Para Filipa Pinto, estas alterações são ainda mais preocupantes numa altura em que aumentam os casos da violência no namoro ou da violência doméstica, uma vez que estes são temas abordados nesta disciplina neste momento.
“Consideramos que isso é um retrocesso, achamos que o senhor ministro devia repensar essa questão. Eu sei que a disciplina está em consulta pública, mas parece-nos que não será nada incorporado que seja no sentido contrário a este que o senhor ministro revelou”, lamentou.
Por sua vez, a líder parlamentar do PCP, Paula Santos, considerou que as alterações à disciplina da Cidadania propostas pelo Governo são “um retrocesso” e revelam as “conceções políticas e ideológicas do PSD e do CDS”.

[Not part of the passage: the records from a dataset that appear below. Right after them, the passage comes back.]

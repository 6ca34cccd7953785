//! Integration tests for connection requests and contact materialization.

use chrono::Utc;
use knect_core::connection::{REQUEST_APPROVED, REQUEST_DECLINED, REQUEST_PENDING};
use knect_db::models::contact::NewContact;
use knect_db::repositories::{ConnectionRequestRepo, ContactRepo};
use serde_json::json;
use sqlx::PgPool;

async fn seed_user(pool: &PgPool, email: &str) -> i64 {
    sqlx::query_scalar(
        "INSERT INTO users (email, display_name) VALUES ($1, $2) RETURNING id",
    )
    .bind(email)
    .bind("Test User")
    .fetch_one(pool)
    .await
    .unwrap()
}

fn contact_for(request_id: i64, owner: i64, counterpart: i64, tier: i16) -> NewContact {
    NewContact {
        owner_user_id: owner,
        contact_user_id: counterpart,
        request_id,
        display_name: "Test User".to_string(),
        company: None,
        job_title: None,
        avatar_url: None,
        shared_links: json!({}),
        tags: json!(["conference"]),
        badges: json!([]),
        note: None,
        tier,
        met_at: None,
        met_location: None,
    }
}

#[sqlx::test(migrations = "../../migrations")]
async fn create_always_starts_pending(pool: PgPool) {
    let requester = seed_user(&pool, "requester@example.com").await;
    let target = seed_user(&pool, "target@example.com").await;

    let request =
        ConnectionRequestRepo::create_pending(&pool, requester, target, &json!({"tags": []}))
            .await
            .unwrap();
    assert_eq!(request.status, REQUEST_PENDING);
    assert!(request.decided_at.is_none());
}

#[sqlx::test(migrations = "../../migrations")]
async fn duplicate_rapid_scans_collapse_into_one_pending_request(pool: PgPool) {
    let requester = seed_user(&pool, "requester@example.com").await;
    let target = seed_user(&pool, "target@example.com").await;

    let first = ConnectionRequestRepo::create_pending(&pool, requester, target, &json!({}))
        .await
        .unwrap();
    let second = ConnectionRequestRepo::create_pending(&pool, requester, target, &json!({}))
        .await
        .unwrap();
    assert_eq!(first.id, second.id);

    let pending = ConnectionRequestRepo::list_pending_for_target(&pool, target)
        .await
        .unwrap();
    assert_eq!(pending.len(), 1);
}

#[sqlx::test(migrations = "../../migrations")]
async fn approval_yields_exactly_one_contact(pool: PgPool) {
    let requester = seed_user(&pool, "requester@example.com").await;
    let target = seed_user(&pool, "target@example.com").await;
    let request = ConnectionRequestRepo::create_pending(&pool, requester, target, &json!({}))
        .await
        .unwrap();

    let contact = ConnectionRequestRepo::approve_and_create_contact(
        &pool,
        request.id,
        Utc::now(),
        &contact_for(request.id, target, requester, 2),
    )
    .await
    .unwrap()
    .expect("pending request should approve");
    assert_eq!(contact.tier, 2);
    assert_eq!(contact.owner_user_id, target);
    assert_eq!(contact.contact_user_id, requester);

    let updated = ConnectionRequestRepo::find_by_id(&pool, request.id)
        .await
        .unwrap()
        .unwrap();
    assert_eq!(updated.status, REQUEST_APPROVED);
    assert!(updated.decided_at.is_some());

    // A second approval attempt finds the request already decided and
    // writes nothing; the original contact is the only one.
    let again = ConnectionRequestRepo::approve_and_create_contact(
        &pool,
        request.id,
        Utc::now(),
        &contact_for(request.id, target, requester, 1),
    )
    .await
    .unwrap();
    assert!(again.is_none());

    let existing = ContactRepo::find_by_request(&pool, request.id)
        .await
        .unwrap()
        .unwrap();
    assert_eq!(existing.id, contact.id);
    assert_eq!(existing.tier, 2, "tier must not flip on re-approval");
}

#[sqlx::test(migrations = "../../migrations")]
async fn decline_never_yields_a_contact(pool: PgPool) {
    let requester = seed_user(&pool, "requester@example.com").await;
    let target = seed_user(&pool, "target@example.com").await;
    let request = ConnectionRequestRepo::create_pending(&pool, requester, target, &json!({}))
        .await
        .unwrap();

    assert!(ConnectionRequestRepo::decline(&pool, request.id, Utc::now())
        .await
        .unwrap());
    // Idempotent: already declined.
    assert!(!ConnectionRequestRepo::decline(&pool, request.id, Utc::now())
        .await
        .unwrap());

    let updated = ConnectionRequestRepo::find_by_id(&pool, request.id)
        .await
        .unwrap()
        .unwrap();
    assert_eq!(updated.status, REQUEST_DECLINED);

    assert!(ContactRepo::find_by_request(&pool, request.id)
        .await
        .unwrap()
        .is_none());

    // Approval after a decline must not resurrect the request.
    let late = ConnectionRequestRepo::approve_and_create_contact(
        &pool,
        request.id,
        Utc::now(),
        &contact_for(request.id, target, requester, 3),
    )
    .await
    .unwrap();
    assert!(late.is_none());
}

#[sqlx::test(migrations = "../../migrations")]
async fn declined_pair_can_request_again(pool: PgPool) {
    let requester = seed_user(&pool, "requester@example.com").await;
    let target = seed_user(&pool, "target@example.com").await;

    let first = ConnectionRequestRepo::create_pending(&pool, requester, target, &json!({}))
        .await
        .unwrap();
    ConnectionRequestRepo::decline(&pool, first.id, Utc::now())
        .await
        .unwrap();

    // The partial unique index only guards PENDING pairs; a fresh request
    // after a decline is allowed.
    let second = ConnectionRequestRepo::create_pending(&pool, requester, target, &json!({}))
        .await
        .unwrap();
    assert_ne!(first.id, second.id);
    assert_eq!(second.status, REQUEST_PENDING);
}

#[sqlx::test(migrations = "../../migrations")]
async fn contacts_list_is_scoped_to_owner(pool: PgPool) {
    let requester = seed_user(&pool, "requester@example.com").await;
    let target = seed_user(&pool, "target@example.com").await;
    let request = ConnectionRequestRepo::create_pending(&pool, requester, target, &json!({}))
        .await
        .unwrap();
    ConnectionRequestRepo::approve_and_create_contact(
        &pool,
        request.id,
        Utc::now(),
        &contact_for(request.id, target, requester, 3),
    )
    .await
    .unwrap();

    let mine = ContactRepo::list_for_owner(&pool, target, 50, 0).await.unwrap();
    assert_eq!(mine.len(), 1);

    let theirs = ContactRepo::list_for_owner(&pool, requester, 50, 0)
        .await
        .unwrap();
    assert!(theirs.is_empty());
}
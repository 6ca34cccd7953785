//! In-app notification dispatch.
//!
//! Notifications are a side effect of approvals and registrations, never
//! the point of the request. Dispatch failures are logged and swallowed
//! so the triggering mutation still succeeds.

use knect_core::connection::{NOTIFY_CONNECTION_ACCEPTED, NOTIFY_INVITATION_REGISTERED};
use knect_core::types::DbId;
use knect_db::repositories::{NotificationRepo, UserRepo};
use knect_db::DbPool;
use serde_json::json;

use crate::state::AppState;

/// Writes in-app notifications, resolving the actor's display info.
pub struct NotificationDispatcher {
    pool: DbPool,
}

impl NotificationDispatcher {
    pub fn new(state: &AppState) -> Self {
        Self {
            pool: state.pool.clone(),
        }
    }

    /// Notify a requester that their connection request was approved.
    pub async fn connection_accepted(&self, requester_id: DbId, approver_id: DbId) {
        let body = match self.actor_body(approver_id).await {
            Some(mut body) => {
                body["message"] = json!(format!(
                    "{} accepted your connection request",
                    body["actor_name"].as_str().unwrap_or("Someone")
                ));
                body
            }
            None => json!({ "message": "Your connection request was accepted" }),
        };
        self.dispatch(requester_id, NOTIFY_CONNECTION_ACCEPTED, Some(approver_id), body)
            .await;
    }

    /// Notify an invitation sender that their recipient registered and
    /// the shared memory is now connected.
    pub async fn invitation_registered(&self, sender_id: DbId, new_user_id: DbId) {
        let body = match self.actor_body(new_user_id).await {
            Some(mut body) => {
                body["message"] = json!(format!(
                    "{} joined from your invitation",
                    body["actor_name"].as_str().unwrap_or("Someone")
                ));
                body
            }
            None => json!({ "message": "Someone joined from your invitation" }),
        };
        self.dispatch(sender_id, NOTIFY_INVITATION_REGISTERED, Some(new_user_id), body)
            .await;
    }

    /// Minimal actor payload for notification rendering.
    async fn actor_body(&self, actor_id: DbId) -> Option<serde_json::Value> {
        match UserRepo::find_by_id(&self.pool, actor_id).await {
            Ok(Some(actor)) => Some(json!({
                "actor_name": actor.display_name,
                "actor_avatar_url": actor.avatar_url,
            })),
            Ok(None) => None,
            Err(err) => {
                tracing::warn!(error = %err, actor_id, "Failed to load notification actor");
                None
            }
        }
    }

    async fn dispatch(
        &self,
        user_id: DbId,
        kind: &str,
        actor_user_id: Option<DbId>,
        body: serde_json::Value,
    ) {
        if let Err(err) =
            NotificationRepo::create(&self.pool, user_id, kind, actor_user_id, &body).await
        {
            tracing::warn!(error = %err, user_id, kind, "Failed to write notification");
        }
    }
}
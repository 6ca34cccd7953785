use axum::http::StatusCode;
use axum::response::{IntoResponse, Response};
use knect_core::error::CoreError;
use serde_json::json;

/// Application-level error type for HTTP handlers.
///
/// Wraps [`CoreError`] for domain errors and adds HTTP-specific variants.
/// Implements [`IntoResponse`] to produce consistent JSON error responses.
///
/// Read/validate paths do not use this type for "nothing matched": they
/// return `{ "data": null }` with a 200. Errors here are for mutating
/// paths and infrastructure failures, which fail loudly.
#[derive(Debug, thiserror::Error)]
pub enum AppError {
    /// A domain-level error from `knect_core`.
    #[error(transparent)]
    Core(#[from] CoreError),

    /// A database error from sqlx.
    #[error("Database error: {0}")]
    Database(#[from] sqlx::Error),

    /// A bad request with a human-readable message.
    #[error("Bad request: {0}")]
    BadRequest(String),

    /// The email delivery API rejected or never accepted the message.
    /// Invitation creation rolls back when this happens.
    #[error("Email delivery failed: {0}")]
    EmailDelivery(String),

    /// An internal error with a human-readable message.
    #[error("Internal error: {0}")]
    InternalError(String),
}

/// Convenience type alias for handler return values.
pub type AppResult<T> = Result<T, AppError>;

impl IntoResponse for AppError {
    fn into_response(self) -> Response {
        let (status, code, message) = match &self {
            // --- CoreError variants ---
            AppError::Core(core) => match core {
                CoreError::NotFound { entity, id } => (
                    StatusCode::NOT_FOUND,
                    "NOT_FOUND",
                    format!("{entity} with id {id} not found"),
                ),
                CoreError::Validation(msg) => {
                    (StatusCode::BAD_REQUEST, "VALIDATION_ERROR", msg.clone())
                }
                CoreError::Conflict(msg) => (StatusCode::CONFLICT, "CONFLICT", msg.clone()),
                CoreError::Unauthorized(msg) => {
                    (StatusCode::UNAUTHORIZED, "UNAUTHORIZED", msg.clone())
                }
                CoreError::Forbidden(msg) => (StatusCode::FORBIDDEN, "FORBIDDEN", msg.clone()),
                CoreError::Internal(msg) => {
                    tracing::error!(error = %msg, "Internal core error");
                    (
                        StatusCode::INTERNAL_SERVER_ERROR,
                        "INTERNAL_ERROR",
                        "An internal error occurred".to_string(),
                    )
                }
            },

            // --- Database errors ---
            AppError::Database(err) => classify_sqlx_error(err),

            // --- HTTP-specific errors ---
            AppError::BadRequest(msg) => (StatusCode::BAD_REQUEST, "BAD_REQUEST", msg.clone()),
            AppError::EmailDelivery(msg) => {
                tracing::error!(error = %msg, "Invitation email delivery failed");
                (
                    StatusCode::BAD_GATEWAY,
                    "EMAIL_DELIVERY_FAILED",
                    "The invitation email could not be delivered. Please try again.".to_string(),
                )
            }
            AppError::InternalError(msg) => {
                tracing::error!(error = %msg, "Internal error");
                (
                    StatusCode::INTERNAL_SERVER_ERROR,
                    "INTERNAL_ERROR",
                    "An internal error occurred".to_string(),
                )
            }
        };

        let body = json!({
            "error": message,
            "code": code,
        });

        (status, axum::Json(body)).into_response()
    }
}

/// Classify a sqlx error into an HTTP status, error code, and message.
///
/// - `RowNotFound` maps to 404.
/// - Unique constraint violations (constraint name starting with `uq_`) map to 409.
/// - Everything else maps to 500 with a sanitized message.
fn classify_sqlx_error(err: &sqlx::Error) -> (StatusCode, &'static str, String) {
    match err {
        sqlx::Error::RowNotFound => (
            StatusCode::NOT_FOUND,
            "NOT_FOUND",
            "Resource not found".to_string(),
        ),
        sqlx::Error::Database(db_err) => {
            // PostgreSQL unique constraint violation: error code 23505
            if db_err.code().as_deref() == Some("23505") {
                let constraint = db_err.constraint().unwrap_or("unknown");
                if constraint.starts_with("uq_") {
                    return (
                        StatusCode::CONFLICT,
                        "CONFLICT",
                        format!("Duplicate value violates unique constraint: {constraint}"),
                    );
                }
            }
            tracing::error!(error = %db_err, "Database error");
            (
                StatusCode::INTERNAL_SERVER_ERROR,
                "INTERNAL_ERROR",
                "An internal error occurred".to_string(),
            )
        }
        other => {
            tracing::error!(error = %other, "Database error");
            (
                StatusCode::INTERNAL_SERVER_ERROR,
                "INTERNAL_ERROR",
                "An internal error occurred".to_string(),
            )
        }
    }
}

Defendendo que a educação sexual é de “grande importância” para proteger a saúde dos jovens, incluindo para prevenir doenças sexualmente transmissíveis e evitar gravidezes precoces, Paula Santos acusou o Governo de estar a colocar tudo isso em causa por “uma questão de opção política e ideológica”.
“A educação sexual já hoje está na legislação portuguesa. O problema é que não está a ser efetivada em todas as escolas. E, portanto, estas opções e o que vem a público e está em consulta pública gera grandes preocupações”, disse.
Já a porta-voz do PAN, Inês Sousa Real, manifestou “muita preocupação” com o que considerou ser um “grave retrocesso” na disciplina de Cidadania, acusando o executivo de estar a desproteger os mais jovens, num contexto de aumento da violência no namoro, e de estar a ceder “à agenda populista da extrema-direita”.
“Luís Montenegro fez-se um noivo bastante difícil. Inicialmente era ‘não é não’, mas, pelos vistos, não resistiu ao namoro de André Ventura e do ‘não é não’, passámos de um ‘talvez’ para um ‘sim’”, ironizou e disse não saber quando haverá um “convite para o casamento”.
As matérias relacionadas com a identidade de género vão ficar de fora nas novas Aprendizagens Essenciais para a disciplina de Cidadania e Desenvolvimento por serem demasiado complexas, justificou na segunda-feira o ministro da Educação, Ciência e Inovação.
A nova Estratégia Nacional para a Educação para a Cidadania (ENEC) e as Aprendizagens Essenciais para a disciplina de Cidadania e Desenvolvimento entraram em consulta pública e o novo guião dedica menos atenção a temas como a sexualidade ou bem-estar animal e mais à literacia financeira ou ao empreendedorismo.
Há duas semanas, quando o Ministério anunciou as alterações à disciplina em conferência de imprensa, o secretário de Estado Adjunto e da Educação, Alexandre Homem Cristo, explicou que, no que respeita aos temas, seria feita uma reestruturação sem que “nenhum fosse deixado cair”.
Até agora, a disciplina contava com 17 domínios, incluindo alguns mais polémicos como a igualdade de género ou sexualidade, mas nem todos eram obrigatórios.